Jannik Sinner | Doping controls that are controversial

(Paris) Cleared after two positive tests for a doping product (the anabolic agent clostebol), world number one tennis player Jannik Sinner may not be completely finished with this affair which is tarnishing his image.


Less than a week before the start of the US Open in New York, the decision by the ITIC has provoked criticism from several players and may be subject to appeal.

What happened?

Sinner tested positive for doping in March 2024 twice, eight days apart: on March 10 during the Indian Wells tournament and on March 18, out of competition but just before the Miami tournament. Trace amounts of clostebol were found in his urine.

The Italian defended himself by explaining that he had been “contaminated by a member of his staff, who had applied an over-the-counter spray containing clostebol to his own hand to treat a small injury”, according to the International Tennis Integrity Agency (Itia).

Explanation accepted by the agency which revealed the affair on Tuesday, which had been kept secret until then.

Both times, the player appealed, which allowed him to reduce his automatic suspensions (from April 4 to 5 for the first, from April 17 to 20 for the second).

The World Anti-Doping Agency (WADA) told AFP on Wednesday that it “reserves the right to appeal to the Court of Arbitration for Sport (CAS)”. The Italian anti-doping agency (Nado) can also appeal to try to obtain a suspension for the 23-year-old player.

What is Clostebol?

WADA classifies it as an “anabolic-androgenic steroid,” a long list of testosterone derivatives that can stimulate muscle growth. Since clostebol is not naturally produced by the body, there is no threshold: its presence is enough for an anti-doping test to be considered positive.

Anti-doping authorities also do not explain what amount would have a significant effect on performance.

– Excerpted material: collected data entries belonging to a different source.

//! Approval gate for a chosen tactic and its draft reply.
//!
//! Local rules run first and can only reject. The external adjudicator then
//! answers with exactly `APPROVED` or `REJECTED: <reason>`; any other answer
//! is a rejection. If the adjudicator cannot be reached the gate fails open.

pub mod rules;
pub mod scrub;

use shared_types::{SafetyVerdict, Tactic};
use std::time::Duration;

use crate::collaborators::{AdjudicationRequest, SharedAdjudicator};
use crate::error::{with_timeout, EngineError};

pub use rules::{check_draft, RuleViolation};
pub use scrub::{final_scrub, is_valid_handle, sanitize_inbound, ScrubOutcome, REDACTED};

const APPROVAL_TOKEN: &str = "APPROVED";
const REJECTION_PREFIX: &str = "REJECTED";
const MAX_REASON_LEN: usize = 160;

/// Strict two-outcome parse of an adjudicator response.
pub fn parse_verdict(raw: &str) -> SafetyVerdict {
    let trimmed = raw.trim();
    if trimmed.eq_ignore_ascii_case(APPROVAL_TOKEN) {
        return SafetyVerdict::Approved;
    }

    let upper = trimmed.to_ascii_uppercase();
    if let Some(rest) = upper.strip_prefix(REJECTION_PREFIX) {
        let offset = trimmed.len() - rest.len();
        let reason = trimmed[offset..].trim_start_matches(':').trim();
        if !reason.is_empty() {
            return SafetyVerdict::Rejected {
                reason: reason.chars().take(MAX_REASON_LEN).collect(),
            };
        }
        return SafetyVerdict::Rejected {
            reason: "rejected without reason".to_string(),
        };
    }

    SafetyVerdict::Rejected {
        reason: "unparsable verdict".to_string(),
    }
}

#[derive(Debug, Clone, PartialEq)]
pub struct GateDecision {
    pub verdict: SafetyVerdict,
    /// Set when the adjudicator failed and the gate opened.
    pub fault: Option<EngineError>,
}

#[derive(Clone)]
pub struct SafetyGate {
    adjudicator: SharedAdjudicator,
    timeout: Duration,
}

impl SafetyGate {
    pub fn new(adjudicator: SharedAdjudicator, timeout: Duration) -> Self {
        Self {
            adjudicator,
            timeout,
        }
    }

    pub async fn review(
        &self,
        session_id: &str,
        tactic: Tactic,
        draft: &str,
        inbound: &str,
    ) -> GateDecision {
        if let Some(violation) = check_draft(draft) {
            tracing::info!(
                session_id = %session_id,
                tactic = %tactic,
                rule = violation.rule,
                "Draft rejected by local safety rules"
            );
            return GateDecision {
                verdict: SafetyVerdict::Rejected {
                    reason: violation.to_string(),
                },
                fault: None,
            };
        }

        let request = AdjudicationRequest {
            tactic,
            draft: draft.to_string(),
            inbound: inbound.to_string(),
        };
        let result = with_timeout(
            "adjudicator",
            self.timeout,
            self.adjudicator.adjudicate(&request),
        )
        .await;

        match result {
            Ok(raw) => GateDecision {
                verdict: parse_verdict(&raw),
                fault: None,
            },
            Err(e) => {
                tracing::warn!(
                    session_id = %session_id,
                    adjudicator = self.adjudicator.name(),
                    error = %e,
                    "Safety adjudicator unavailable; failing open"
                );
                GateDecision {
                    verdict: SafetyVerdict::FailOpen {
                        note: format!("adjudicator unavailable: {}", e.code()),
                    },
                    fault: Some(e),
                }
            }
        }
    }
}

#[cfg(test)]
mod tests {
    use super::*;
    use crate::collaborators::Adjudicator;
    use async_trait::async_trait;
    use std::sync::Arc;

    #[test]
    fn test_parse_verdict_contract() {
        assert_eq!(parse_verdict(" approved \n"), SafetyVerdict::Approved);
        assert_eq!(
            parse_verdict("REJECTED: shares a real account"),
            SafetyVerdict::Rejected {
                reason: "shares a real account".to_string()
            }
        );
        assert_eq!(
            parse_verdict("Rejected:Too aggressive"),
            SafetyVerdict::Rejected {
                reason: "Too aggressive".to_string()
            }
        );
        assert_eq!(
            parse_verdict("Sure, looks fine to me!"),
            SafetyVerdict::Rejected {
                reason: "unparsable verdict".to_string()
            }
        );
        assert!(parse_verdict("APPROVED, mostly").is_rejected());
    }

    struct Scripted(Result<&'static str, EngineError>, Duration);

    #[async_trait]
    impl Adjudicator for Scripted {
        async fn adjudicate(&self, _request: &AdjudicationRequest) -> Result<String, EngineError> {
            tokio::time::sleep(self.1).await;
            self.0.clone().map(str::to_string)
        }

        fn name(&self) -> &'static str {
            "scripted"
        }
    }

    fn gate(answer: Result<&'static str, EngineError>, delay_ms: u64) -> SafetyGate {
        SafetyGate::new(
            Arc::new(Scripted(answer, Duration::from_millis(delay_ms))),
            Duration::from_millis(50),
        )
    }

    #[tokio::test]
    async fn test_fails_open_on_error_and_timeout() {
        let failing = gate(
            Err(EngineError::CollaboratorError {
                collaborator: "adjudicator",
                message: "503".into(),
            }),
            0,
        );
        let decision = failing
            .review("S1", Tactic::NormalChat, "hello ji", "hi")
            .await;
        assert!(matches!(decision.verdict, SafetyVerdict::FailOpen { .. }));
        assert!(decision.fault.is_some());

        let slow = gate(Ok("REJECTED: nope"), 500);
        let decision = slow.review("S1", Tactic::NormalChat, "hello ji", "hi").await;
        assert!(matches!(decision.verdict, SafetyVerdict::FailOpen { .. }));
    }

    #[tokio::test]
    async fn test_local_rules_reject_before_adjudicator() {
        let approving = gate(Ok("APPROVED"), 0);
        let decision = approving
            .review("S1", Tactic::NormalChat, "my actual bank pin is 1234", "pin?")
            .await;
        assert!(decision.verdict.is_rejected());
        assert!(decision.fault.is_none());
    }
}
//! Shared types for the decoy dialogue engine
//!
//! These types are used by both:
//! - the engine (session store, policy, pipeline)
//! - HTTP consumers of the `/analyze` and `/sessions` endpoints
//!
//! Everything here is plain serde data; behavior lives in `decoy-engine`.

use chrono::{DateTime, Utc};
use serde::{Deserialize, Serialize};
use std::collections::{BTreeMap, BTreeSet};
use strum::{AsRefStr, Display, EnumIter, EnumString};

/// Current on-disk layout of [`SessionRecord`].
pub const SESSION_SCHEMA_VERSION: u32 = 1;

/// Patience assigned to a session on its first turn.
pub const INITIAL_PATIENCE: f64 = 100.0;

// ============================================================================
// Tactics
// ============================================================================

/// Conversational strategy chosen for a turn.
///
/// The first six variants form the learnable catalogue; the rest are only
/// ever produced by override guards or fallbacks.
#[derive(
    Debug,
    Clone,
    Copy,
    PartialEq,
    Eq,
    Hash,
    PartialOrd,
    Ord,
    Serialize,
    Deserialize,
    Display,
    EnumString,
    EnumIter,
    AsRefStr,
)]
#[serde(rename_all = "SCREAMING_SNAKE_CASE")]
#[strum(serialize_all = "SCREAMING_SNAKE_CASE", ascii_case_insensitive)]
pub enum Tactic {
    NormalChat,
    StallConfusion,
    StallFakeData,
    BaitForIntel,
    DeployFakeProof,
    SubmissiveApology,
    FastReflex,
    DesperateRetention,
    OtpStall,
    SafeFallback,
}

/// Action set the learning tables are defined over.
pub const POLICY_CATALOGUE: [Tactic; 6] = [
    Tactic::NormalChat,
    Tactic::StallConfusion,
    Tactic::StallFakeData,
    Tactic::BaitForIntel,
    Tactic::DeployFakeProof,
    Tactic::SubmissiveApology,
];

impl Tactic {
    pub fn is_learnable(self) -> bool {
        POLICY_CATALOGUE.contains(&self)
    }

    /// Tactics forced on the engine to defuse a hostile or collapsing
    /// conversation. The action that led into one is charged a small
    /// reward penalty.
    pub fn is_defensive_override(self) -> bool {
        matches!(self, Tactic::DesperateRetention | Tactic::SubmissiveApology)
    }
}

/// Row of the zero-sum payoff game.
#[derive(
    Debug, Clone, Copy, PartialEq, Eq, Hash, Serialize, Deserialize, Display, EnumIter, AsRefStr,
)]
#[serde(rename_all = "SCREAMING_SNAKE_CASE")]
#[strum(serialize_all = "SCREAMING_SNAKE_CASE")]
pub enum GameMove {
    Stall,
    Bait,
    Threaten,
    Comply,
}

// ============================================================================
// Intelligence
// ============================================================================

/// Category of identifying data pulled out of the counterpart's messages.
#[derive(
    Debug,
    Clone,
    Copy,
    PartialEq,
    Eq,
    Hash,
    PartialOrd,
    Ord,
    Serialize,
    Deserialize,
    Display,
    EnumString,
    EnumIter,
    AsRefStr,
)]
#[serde(rename_all = "snake_case")]
#[strum(serialize_all = "snake_case")]
pub enum IntelCategory {
    UpiIds,
    BankAccounts,
    IfscCodes,
    PhoneNumbers,
    Urls,
}

/// Category → set of values. Sets keep entries deduplicated and ordered so
/// two records with the same content serialize identically.
#[derive(Debug, Clone, Default, PartialEq, Eq, Serialize, Deserialize)]
#[serde(transparent)]
pub struct ExtractedIntel(BTreeMap<IntelCategory, BTreeSet<String>>);

impl ExtractedIntel {
    pub fn new() -> Self {
        Self::default()
    }

    /// Insert a value; empty or whitespace-only values are ignored.
    /// Returns true when the value was not present before.
    pub fn insert(&mut self, category: IntelCategory, value: impl Into<String>) -> bool {
        let value = value.into();
        let value = value.trim();
        if value.is_empty() {
            return false;
        }
        self.0
            .entry(category)
            .or_default()
            .insert(value.to_string())
    }

    /// Set union, per category.
    pub fn merge(&mut self, other: &ExtractedIntel) {
        for (category, values) in &other.0 {
            for value in values {
                self.insert(*category, value.clone());
            }
        }
    }

    pub fn values(&self, category: IntelCategory) -> impl Iterator<Item = &str> {
        self.0
            .get(&category)
            .into_iter()
            .flat_map(|values| values.iter().map(String::as_str))
    }

    pub fn contains(&self, category: IntelCategory, value: &str) -> bool {
        self.0
            .get(&category)
            .map(|values| values.contains(value))
            .unwrap_or(false)
    }

    pub fn iter(&self) -> impl Iterator<Item = (IntelCategory, &str)> {
        self.0
            .iter()
            .flat_map(|(category, values)| values.iter().map(move |v| (*category, v.as_str())))
    }

    /// Total number of values across all categories.
    pub fn total(&self) -> usize {
        self.0.values().map(BTreeSet::len).sum()
    }

    pub fn is_empty(&self) -> bool {
        self.total() == 0
    }
}

impl FromIterator<(IntelCategory, String)> for ExtractedIntel {
    fn from_iter<I: IntoIterator<Item = (IntelCategory, String)>>(iter: I) -> Self {
        let mut intel = ExtractedIntel::new();
        for (category, value) in iter {
            intel.insert(category, value);
        }
        intel
    }
}

// ============================================================================
// Session Record
// ============================================================================

/// Snapshot taken when a tactic is chosen; the next turn uses it to assign
/// delayed reward to that choice.
#[derive(Debug, Clone, PartialEq, Serialize, Deserialize)]
pub struct PreviousTurn {
    pub turn: u32,
    pub scam_score: f64,
    pub action: Tactic,
    pub state_key: String,
    pub intel_count: usize,
}

/// Per-session conversation state.
///
/// Missing fields in a durable record fall back to their defaults; unknown
/// fields are ignored.
#[derive(Debug, Clone, PartialEq, Serialize, Deserialize)]
#[serde(default)]
pub struct SessionRecord {
    pub schema_version: u32,
    pub session_id: String,
    /// Inbound and outbound turns, oldest first, bounded.
    pub history: Vec<String>,
    /// 0-100, running maximum of per-turn detection scores.
    pub scam_score: f64,
    pub scam_type: String,
    pub current_tactic: Option<Tactic>,
    pub persona: String,
    /// 0-100, only ever decreases.
    pub patience_meter: f64,
    pub extracted_data: ExtractedIntel,
    pub economic_damage: f64,
    pub previous_turn: Option<PreviousTurn>,
    pub predicted_move: Option<String>,
    pub emotion_history: Vec<String>,
    pub last_safety_note: Option<String>,
    pub turn_count: u32,
    pub session_started_at: DateTime<Utc>,
    pub updated_at: DateTime<Utc>,
    pub last_persist_at: Option<DateTime<Utc>>,
}

impl Default for SessionRecord {
    fn default() -> Self {
        Self {
            schema_version: SESSION_SCHEMA_VERSION,
            session_id: String::new(),
            history: Vec::new(),
            scam_score: 0.0,
            scam_type: "unknown".to_string(),
            current_tactic: None,
            persona: "default".to_string(),
            patience_meter: INITIAL_PATIENCE,
            extracted_data: ExtractedIntel::default(),
            economic_damage: 0.0,
            previous_turn: None,
            predicted_move: None,
            emotion_history: Vec::new(),
            last_safety_note: None,
            turn_count: 0,
            session_started_at: DateTime::<Utc>::default(),
            updated_at: DateTime::<Utc>::default(),
            last_persist_at: None,
        }
    }
}

impl SessionRecord {
    /// Empty record for an id that has never been seen.
    pub fn new(session_id: impl Into<String>, now: DateTime<Utc>) -> Self {
        Self {
            session_id: session_id.into(),
            session_started_at: now,
            updated_at: now,
            ..Self::default()
        }
    }

    pub fn confirmed_intel_count(&self) -> usize {
        self.extracted_data.total()
    }

    /// Keep only the newest `limit` history entries.
    pub fn truncate_history(&mut self, limit: usize) {
        if self.history.len() > limit {
            let excess = self.history.len() - limit;
            self.history.drain(..excess);
        }
    }
}

// ============================================================================
// Turn API
// ============================================================================

#[derive(Debug, Clone, Serialize, Deserialize)]
pub struct TurnRequest {
    pub session_id: String,
    pub message: String,
    /// Prior turns known to the caller. Only used to seed a brand-new session.
    #[serde(default)]
    pub conversation_history: Vec<String>,
}

#[derive(Debug, Clone, Serialize, Deserialize)]
pub struct TurnResponse {
    pub status: String,
    pub session_id: String,
    pub reply: String,
    pub tactic: Tactic,
    /// True when the turn was answered without personalization (lock
    /// contention or total pipeline fallback).
    pub degraded: bool,
    pub typing_delay_ms: u64,
    pub scam_score: f64,
    pub scam_type: String,
    pub patience_meter: f64,
    pub extracted_intelligence: ExtractedIntel,
    pub decision: DecisionRecord,
}

// ============================================================================
// Decisions and Audit
// ============================================================================

/// Which branch of the strategize stage produced the tactic.
#[derive(Debug, Clone, Copy, PartialEq, Eq, Serialize, Deserialize, Display, AsRefStr)]
#[serde(rename_all = "snake_case")]
#[strum(serialize_all = "snake_case")]
pub enum SelectionPath {
    Reflex,
    PanicOverride,
    AggressionOverride,
    SensitiveRequestOverride,
    Hybrid,
    EpsilonGreedy,
    SafetyFallback,
    LockContention,
    PipelineFallback,
}

/// Advisory output of the payoff game for one turn.
#[derive(Debug, Clone, PartialEq, Serialize, Deserialize)]
pub struct PayoffSignal {
    pub game_move: GameMove,
    /// Game value of the solved LP, or the maximin value on fallback.
    pub value: f64,
    /// Probability per row in [`GameMove`] order.
    pub mixed_strategy: Vec<f64>,
    pub converged: bool,
    /// Whether the policy's tactic falls on the sampled row.
    pub agrees_with_policy: bool,
}

#[derive(Debug, Clone, PartialEq, Eq, Serialize, Deserialize)]
#[serde(tag = "outcome", rename_all = "snake_case")]
pub enum SafetyVerdict {
    Approved,
    Rejected { reason: String },
    /// The adjudicator could not be reached; the draft was approved anyway.
    FailOpen { note: String },
}

impl SafetyVerdict {
    pub fn is_rejected(&self) -> bool {
        matches!(self, SafetyVerdict::Rejected { .. })
    }
}

/// Schema-valid summary of how a turn was decided.
#[derive(Debug, Clone, PartialEq, Serialize, Deserialize)]
pub struct DecisionRecord {
    pub decision_id: String,
    pub turn: u32,
    pub state_key: String,
    pub tactic: Tactic,
    pub selection_path: SelectionPath,
    pub confidence: f64,
    pub reasoning: String,
    pub payoff: Option<PayoffSignal>,
    pub safety: SafetyVerdict,
    pub predicted_move: Option<String>,
    /// Reward assigned this turn to the previous turn's action, if any.
    pub reward: Option<f64>,
    /// Error codes absorbed by stage fallbacks during this turn.
    pub faults: Vec<String>,
}

/// One entry handed to the append-only audit sink.
#[derive(Debug, Clone, PartialEq, Serialize, Deserialize)]
pub struct AuditRecord {
    pub session_id: String,
    pub turn: u32,
    pub actor: String,
    pub decision: String,
    pub reasoning: String,
    pub confidence: f64,
    pub input_fingerprint: String,
    pub output_fingerprint: String,
    pub recorded_at: DateTime<Utc>,
}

What are the sanctions provided for?

In Sinner’s case, there are three possible thresholds for suspension from all competition: four years – the default sanction for a violation of anti-doping rules – two years if he could prove that the intake was not intentional, or no suspension if he could establish “how the substance entered his body”, by showing that he himself had committed no “fault or negligence”, which meant providing Itia with a plausible contamination scenario.

This is the conclusion reached by the independent tennis tribunal, which therefore applied to Sinner the sanction provided for in such cases by the tennis anti-doping programme (TADP): the withdrawal of results, ATP points and bonuses from the tournament in which the positive test was recorded.

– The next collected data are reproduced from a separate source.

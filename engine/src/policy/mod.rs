//! Hybrid tactic policy: tabular Q-learning plus a Thompson-sampling bandit.
//!
//! Tables are shared by every session whose situation maps to the same
//! [`StateKey`]. Q-values live in memory and are checkpointed periodically;
//! bandit feedback is written through to the repository before
//! [`TacticPolicy::record_feedback`] returns.

pub mod beta;
pub mod repository;
pub mod state_key;
pub mod tables;

use rand::rngs::StdRng;
use rand::{Rng, SeedableRng};
use shared_types::{Tactic, POLICY_CATALOGUE};
use std::sync::{Arc, Mutex};
use std::time::Duration;
use tokio::sync::RwLock;

pub use repository::{
    FeedbackEntry, InMemoryLearningRepository, JsonLearningRepository, LearningRepository,
    SharedLearningRepository,
};
pub use state_key::{StateKey, ThreatLevel, TurnPhase};
pub use tables::{BanditCounts, LearningSnapshot, LearningTables};

use crate::error::EngineError;

pub const LEARNING_RATE: f64 = 0.1;
pub const DISCOUNT: f64 = 0.9;
pub const EXPLORATION_RATE: f64 = 0.1;
/// Weight of the sigmoid(Q) nudge added to each Thompson sample.
pub const Q_NUDGE_WEIGHT: f64 = 0.2;
/// Rewards strictly above this count as bandit successes.
pub const SUCCESS_THRESHOLD: f64 = 5.0;

fn sigmoid(x: f64) -> f64 {
    1.0 / (1.0 + (-x).exp())
}

/// Outcome of one selection call.
#[derive(Debug, Clone, PartialEq)]
pub struct PolicyChoice {
    pub tactic: Tactic,
    /// Winning combined score (hybrid) or Q-value (epsilon-greedy).
    pub score: f64,
    pub q_value: f64,
    pub explored: bool,
}

impl PolicyChoice {
    /// Rough [0, 1] confidence for the decision record.
    pub fn confidence(&self) -> f64 {
        if self.explored {
            0.3
        } else {
            (self.score / (1.0 + Q_NUDGE_WEIGHT)).clamp(0.0, 1.0)
        }
    }
}

pub struct TacticPolicy {
    tables: LearningTables,
    repository: SharedLearningRepository,
    rng: Mutex<StdRng>,
    // Feedback writers share the lock; a checkpoint takes it exclusively so
    // the snapshot it stores covers every write-through it truncates.
    checkpoint_gate: RwLock<()>,
}

pub type SharedTacticPolicy = Arc<TacticPolicy>;

impl TacticPolicy {
    /// Load tables from `repository`. An unreadable store starts empty.
    pub async fn load(repository: SharedLearningRepository) -> Self {
        let snapshot = match repository.load().await {
            Ok(snapshot) => snapshot,
            Err(e) => {
                tracing::warn!(error = %e, "Learning tables unreadable; starting empty");
                LearningSnapshot::default()
            }
        };
        tracing::info!(
            q_keys = snapshot.q_table.len(),
            bandit_keys = snapshot.bandit_stats.len(),
            "Learning tables loaded"
        );
        Self::with_parts(
            LearningTables::from_snapshot(snapshot),
            repository,
            StdRng::from_os_rng(),
        )
    }

    pub fn with_parts(
        tables: LearningTables,
        repository: SharedLearningRepository,
        rng: StdRng,
    ) -> Self {
        Self {
            tables,
            repository,
            rng: Mutex::new(rng),
            checkpoint_gate: RwLock::new(()),
        }
    }

    /// Empty tables over an in-memory repository with a fixed seed.
    pub fn seeded(seed: u64) -> Self {
        Self::with_parts(
            LearningTables::new(),
            Arc::new(InMemoryLearningRepository::new()),
            StdRng::seed_from_u64(seed),
        )
    }

    pub fn tables(&self) -> &LearningTables {
        &self.tables
    }

    fn with_rng<T>(&self, f: impl FnOnce(&mut StdRng) -> T) -> T {
        let mut rng = self.rng.lock().unwrap_or_else(|poisoned| poisoned.into_inner());
        f(&mut rng)
    }

    // ========================================================================
    // Selection
    // ========================================================================

    /// Thompson sample per catalogue action plus a bounded Q nudge; highest
    /// combined score wins.
    pub fn select_hybrid(&self, state_key: &StateKey) -> PolicyChoice {
        let q_row = self.tables.q_row(state_key.as_str());
        let bandit_row = self.tables.bandit_row(state_key.as_str());

        self.with_rng(|rng| {
            let mut best: Option<PolicyChoice> = None;
            for tactic in POLICY_CATALOGUE {
                let counts = bandit_row.get(&tactic).copied().unwrap_or_default();
                let q_value = q_row.get(&tactic).copied().unwrap_or(0.0);
                let sample = beta::sample_beta(rng, counts.alpha(), counts.beta());
                let score = sample + Q_NUDGE_WEIGHT * sigmoid(q_value);
                if best.as_ref().map(|b| score > b.score).unwrap_or(true) {
                    best = Some(PolicyChoice {
                        tactic,
                        score,
                        q_value,
                        explored: false,
                    });
                }
            }
            best.unwrap_or(PolicyChoice {
                tactic: Tactic::NormalChat,
                score: 0.0,
                q_value: 0.0,
                explored: false,
            })
        })
    }

    /// Random action with probability ε, otherwise arg-max Q (first in
    /// catalogue order on ties). Reads the same table as the hybrid path.
    pub fn select_epsilon_greedy(&self, state_key: &StateKey) -> PolicyChoice {
        let q_row = self.tables.q_row(state_key.as_str());
        self.with_rng(|rng| {
            if rng.random::<f64>() < EXPLORATION_RATE {
                let tactic = POLICY_CATALOGUE[rng.random_range(0..POLICY_CATALOGUE.len())];
                let q_value = q_row.get(&tactic).copied().unwrap_or(0.0);
                return PolicyChoice {
                    tactic,
                    score: q_value,
                    q_value,
                    explored: true,
                };
            }
            let mut best = (Tactic::NormalChat, f64::NEG_INFINITY);
            for tactic in POLICY_CATALOGUE {
                let q = q_row.get(&tactic).copied().unwrap_or(0.0);
                if q > best.1 {
                    best = (tactic, q);
                }
            }
            PolicyChoice {
                tactic: best.0,
                score: best.1,
                q_value: best.1,
                explored: false,
            }
        })
    }

    // ========================================================================
    // Learning
    // ========================================================================

    /// `Q(s,a) += α·(r + γ·max_a' Q(s',a') − Q(s,a))`. Returns the new value.
    /// Non-catalogue actions are ignored.
    pub fn update_q(
        &self,
        state: &StateKey,
        action: Tactic,
        reward: f64,
        next_state: &StateKey,
    ) -> Option<f64> {
        if !action.is_learnable() || !reward.is_finite() {
            return None;
        }
        // Read s' before locking s; when s == s' the same row would deadlock.
        let next_max = self.tables.max_q(next_state.as_str());
        let updated = self.tables.update_q_with(state.as_str(), action, |current| {
            current + LEARNING_RATE * (reward + DISCOUNT * next_max - current)
        });
        tracing::debug!(
            state_key = %state,
            tactic = %action,
            reward,
            q_value = updated,
            "Q-value updated"
        );
        Some(updated)
    }

    /// Count the outcome as a success when `reward > SUCCESS_THRESHOLD` and
    /// make the counters durable before returning.
    pub async fn record_feedback(
        &self,
        state: &StateKey,
        action: Tactic,
        reward: f64,
    ) -> Result<BanditCounts, EngineError> {
        if !action.is_learnable() {
            return Ok(self.tables.bandit_counts(state.as_str(), action));
        }
        let _gate = self.checkpoint_gate.read().await;
        let counts = self
            .tables
            .record_outcome(state.as_str(), action, reward > SUCCESS_THRESHOLD);
        self.repository
            .store_feedback(&FeedbackEntry {
                state_key: state.as_str().to_string(),
                action,
                counts,
            })
            .await?;
        Ok(counts)
    }

    // ========================================================================
    // Checkpointing
    // ========================================================================

    pub async fn checkpoint(&self) -> Result<(), EngineError> {
        let _gate = self.checkpoint_gate.write().await;
        let snapshot = self.tables.snapshot();
        self.repository.store_snapshot(&snapshot).await?;
        tracing::debug!(
            q_keys = snapshot.q_table.len(),
            bandit_keys = snapshot.bandit_stats.len(),
            "Learning tables checkpointed"
        );
        Ok(())
    }
}

/// Checkpoint `policy` every `interval` until the task is aborted.
pub async fn run_checkpoint_loop(policy: SharedTacticPolicy, interval: Duration) {
    let mut ticker = tokio::time::interval(interval);
    ticker.tick().await; // skip the immediate first tick
    loop {
        ticker.tick().await;
        if let Err(e) = policy.checkpoint().await {
            tracing::error!(error = %e, "Learning checkpoint failed");
        }
    }
}

#[cfg(test)]
mod tests {
    use super::*;

    #[test]
    fn test_q_update_matches_formula() {
        let policy = TacticPolicy::seeded(1);
        let s = StateKey::from("EARLY_LOW_GENERIC");
        let s_next = StateKey::from("MID_LOW_GENERIC");
        policy
            .tables()
            .update_q_with(s_next.as_str(), Tactic::StallConfusion, |_| 2.0);

        let q = policy.update_q(&s, Tactic::BaitForIntel, 1.0, &s_next).unwrap();
        // 0 + 0.1 * (1 + 0.9 * 2 - 0)
        assert!((q - 0.28).abs() < 1e-12);
    }

    #[test]
    fn test_override_tactics_are_not_learned() {
        let policy = TacticPolicy::seeded(1);
        let s = StateKey::from("K");
        assert_eq!(policy.update_q(&s, Tactic::FastReflex, 10.0, &s), None);
        assert!(!policy.tables().q_row("K").contains_key(&Tactic::FastReflex));
    }

    #[test]
    fn test_epsilon_greedy_prefers_highest_q() {
        let policy = TacticPolicy::seeded(3);
        let s = StateKey::from("K");
        policy
            .tables()
            .update_q_with("K", Tactic::DeployFakeProof, |_| 4.0);
        let greedy = (0..500)
            .map(|_| policy.select_epsilon_greedy(&s))
            .filter(|c| c.tactic == Tactic::DeployFakeProof)
            .count();
        // ε = 0.1 over six actions: expect ~91.7% greedy hits.
        assert!(greedy > 420, "greedy picks: {greedy}");
    }

    #[test]
    fn test_hybrid_only_selects_catalogue_actions() {
        let policy = TacticPolicy::seeded(5);
        let s = StateKey::from("K");
        for _ in 0..200 {
            assert!(policy.select_hybrid(&s).tactic.is_learnable());
        }
    }

    #[tokio::test]
    async fn test_feedback_threshold_and_write_through() {
        let repo = Arc::new(InMemoryLearningRepository::new());
        let policy = TacticPolicy::with_parts(
            LearningTables::new(),
            repo.clone(),
            StdRng::seed_from_u64(9),
        );
        let s = StateKey::from("K");

        policy.record_feedback(&s, Tactic::BaitForIntel, 10.5).await.unwrap();
        let counts = policy
            .record_feedback(&s, Tactic::BaitForIntel, 5.0)
            .await
            .unwrap();
        assert_eq!(counts, BanditCounts { successes: 1, failures: 1 });

        let entries = repo.feedback_entries();
        assert_eq!(entries.len(), 2);
        assert_eq!(entries[1].counts, counts);

        policy.checkpoint().await.unwrap();
        assert!(repo.feedback_entries().is_empty());
        assert_eq!(
            repo.stored_snapshot().bandit_stats["K"][&Tactic::BaitForIntel],
            counts
        );
    }
}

Have there been other comparable cases?

The same reasoning was applied on March 21 to Marco Bortolotti, Sinner’s compatriot: tested positive for clostebol during the ATP Challenger tournament in Lisbon in October 2023, the Italian had established “involuntary contamination” and had only lost the results obtained during this competition, without serving a suspension.

As of the end of 2020, a study published in the journal Drug testing and analysis (“Detection of clostebol in sports: Accidental doping?”) noted an increase in detections of clostebol, “particularly in Italy”, where this molecule is sold without a prescription in the form of a healing cream, Trofodermin.

Last May, the specialist doping website Honest Sport counted “38 Italian athletes who tested positive for clostebol between 2019 and 2023”, including footballer Fabio Lucioni, captain of Benevento Calcio during its promotion to Serie A, and two tennis hopefuls, Matilde Paoletti and Mariano Tammaro. Honest Sport certainly pointed out that Italy was one of the few countries where clostebol was easily available in pharmacies, but questioned these alleged cascading contaminations while a warning on the packaging of Trofodermin reminds us that the cream contains a prohibited product.

What impact on Sinner’s image?

Sober, diligent, reserved but terribly effective, Sinner has made his way to the top of the world pyramid and into the hearts of the public.

But players like Frenchman Lucas Pouille (“Maybe you should stop taking us for fools, right?”) or Australian Nick Kyrgios (“You should be suspended for two years. Your performance has improved”) have directly attacked their colleague via social networks.

Sinner was however supported by his compatriot Nicola Pietrangeli in the Corriere dello sport “I’m sure he’s clean, and if I were him, I’d get back the money I deservedly won at Indian Wells,” explained the double winner of Roland-Garros in 1959 and 1960.